Paraguai abre investigação criminal e suspende negociações de Itaipu
Em resposta, o Ministério Público do Paraguai anunciou formalmente a abertura de uma investigação criminal para apurar os fatos.
Segundo o órgão, os incidentes, caso comprovados, podem configurar crimes de acesso não autorizado a dados e sistemas de computador, bem como interceptação ilegal de informações — previstos na legislação penal paraguaia.
A investigação poderá, inclusive, levar a pedidos de cooperação internacional com o Brasil, com base na Convenção sobre Crimes Cibernéticos, da qual ambos os países são signatários.
“O Ministério Público reafirma seu compromisso com a proteção da soberania nacional e dos direitos fundamentais contra qualquer forma de interferência indevida e dará continuidade às investigações na forma da lei”, declarou o órgão paraguaio em comunicado oficial.
A reação do governo paraguaio não se limitou à esfera judicial. Em um gesto de forte descontentamento, o presidente Santiago Peña convocou o embaixador paraguaio no Brasil, Juan Ángel Delgadillo, para prestar esclarecimentos sobre o caso.
Adicionalmente, o embaixador brasileiro em Assunção, José Antonio Marcondes, foi formalmente convocado ao Ministério das Relações Exteriores paraguaio para dar explicações sobre as denúncias.
O ponto mais crítico da retaliação paraguaia foi a decisão de suspender, por tempo indeterminado, todas as negociações com o Brasil referentes ao Anexo C do Tratado de Itaipu.
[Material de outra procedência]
//! Core record types for kanbanlogiq.
//!
//! Orders, their line items, and the installation trays tracked against
//! them. These are plain data; the storage layer fills them and the
//! progress and rendering modules read them.

use chrono::{DateTime, Utc};
use serde::{Deserialize, Serialize};

use crate::progress::QuantityPair;

/// A line item of an order: how many units were ordered and how many
/// have been fulfilled so far.
#[derive(Debug, Clone, PartialEq, Serialize, Deserialize)]
pub struct OrderItem {
    /// Identifier assigned by the storage layer.
    #[serde(skip_serializing_if = "Option::is_none")]
    pub id: Option<i64>,
    /// Units ordered.
    pub quantity_ordered: f64,
    /// Units shipped.
    pub quantity_fulfilled: f64,
}

impl OrderItem {
    /// Create a new, unsaved order item.
    #[must_use]
    pub fn new(quantity_ordered: f64, quantity_fulfilled: f64) -> Self {
        Self {
            id: None,
            quantity_ordered,
            quantity_fulfilled,
        }
    }

    /// The item as a `(total, completed)` pair.
    #[must_use]
    pub fn quantities(&self) -> QuantityPair {
        QuantityPair::new(self.quantity_ordered, self.quantity_fulfilled)
    }
}

/// An order placed by a customer.
#[derive(Debug, Clone, PartialEq, Serialize, Deserialize)]
pub struct Order {
    /// Identifier assigned by the storage layer.
    #[serde(skip_serializing_if = "Option::is_none")]
    pub id: Option<i64>,
    /// Human-facing order code.
    pub code: String,
    /// Owning customer, if any.
    #[serde(skip_serializing_if = "Option::is_none")]
    pub customer_id: Option<i64>,
    /// When the order was created.
    pub created_at: DateTime<Utc>,
    /// Line items.
    pub items: Vec<OrderItem>,
}

impl Order {
    /// Create a new, unsaved order with no items.
    #[must_use]
    pub fn new(code: impl Into<String>, customer_id: Option<i64>) -> Self {
        Self {
            id: None,
            code: code.into(),
            customer_id,
            created_at: Utc::now(),
            items: Vec::new(),
        }
    }

    /// Add a line item.
    #[must_use]
    pub fn with_item(mut self, item: OrderItem) -> Self {
        self.items.push(item);
        self
    }

    /// Aggregate ordered vs. fulfilled quantities across every item.
    #[must_use]
    pub fn quantities(&self) -> QuantityPair {
        self.items.iter().map(OrderItem::quantities).sum()
    }
}

/// An installation tray: a physical container with a capacity and a
/// current fill level.
#[derive(Debug, Clone, PartialEq, Eq, Serialize, Deserialize)]
pub struct InstallationItem {
    /// Identifier assigned by the storage layer.
    #[serde(skip_serializing_if = "Option::is_none")]
    pub id: Option<i64>,
    /// Order the tray belongs to.
    pub order_id: i64,
    /// Tray type, e.g. `"Grande"`. Drives the styling class.
    pub tray_type: String,
    /// Units currently in the tray. Zero means empty.
    pub status: i64,
    /// Tray capacity.
    pub quantity: i64,
    /// Barcode printed on the tray.
    pub barcode: String,
}

impl InstallationItem {
    /// Create a new, unsaved tray.
    #[must_use]
    pub fn new(
        order_id: i64,
        tray_type: impl Into<String>,
        status: i64,
        quantity: i64,
        barcode: impl Into<String>,
    ) -> Self {
        Self {
            id: None,
            order_id,
            tray_type: tray_type.into(),
            status,
            quantity,
            barcode: barcode.into(),
        }
    }

    /// Check if the tray holds nothing.
    #[must_use]
    pub fn is_empty(&self) -> bool {
        self.status == 0
    }
}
O ministro das Relações Exteriores paraguaio, Rubén Ramírez, classificou a suposta espionagem como uma “violação do direito internacional” e uma “interferência em assuntos internos de um país em outro”. Ele exigiu “esclarecimentos detalhados” por parte do governo brasileiro como condição para a retomada das tratativas.
Bônus de Itaipu, inflação e aumento na conta de luz
Em meio à crise diplomática, um fator interno no Brasil ganha ainda mais relevância: o fim da incorporação pelo Paraguai do “bônus de Itaipu” nas contas de luz residenciais, o que resultou em aumento nas tarifas de energia elétrica e contribuiu para a inflação.
O bônus de Itaipu é um desconto fornecido para a conta de luz de consumidores residenciais e rurais que consomem menos de 350 quilowatts-hora (kWh) por mês. Esse desconto é possível devido ao saldo positivo da Conta Itaipu, que é repassado aos consumidores.
Segundo dados do Instituto Brasileiro de Geografia e Estatística (IBGE) divulgados em março, a inflação do país em fevereiro registrou uma alta de 1,31%, impulsionada pelo aumento de 16,80% na conta de luz residencial.
A alta de 1,48% no Índice Nacional de Preços ao Consumidor Amplo (IPCA) em fevereiro é diretamente atribuída ao término do repasse dos recursos excedentes de Itaipu, que concederam descontos nas faturas em janeiro — mês no qual a variação do índice foi nula.
A usina de Itaipu, sendo uma propriedade binacional, gera um excedente de energia que, conforme o Anexo C do tratado, o Paraguai é obrigado a vender ao Brasil a preços preferenciais. Historicamente, parte dos recursos dessa venda era utilizada para abater o custo da energia para o consumidor brasileiro.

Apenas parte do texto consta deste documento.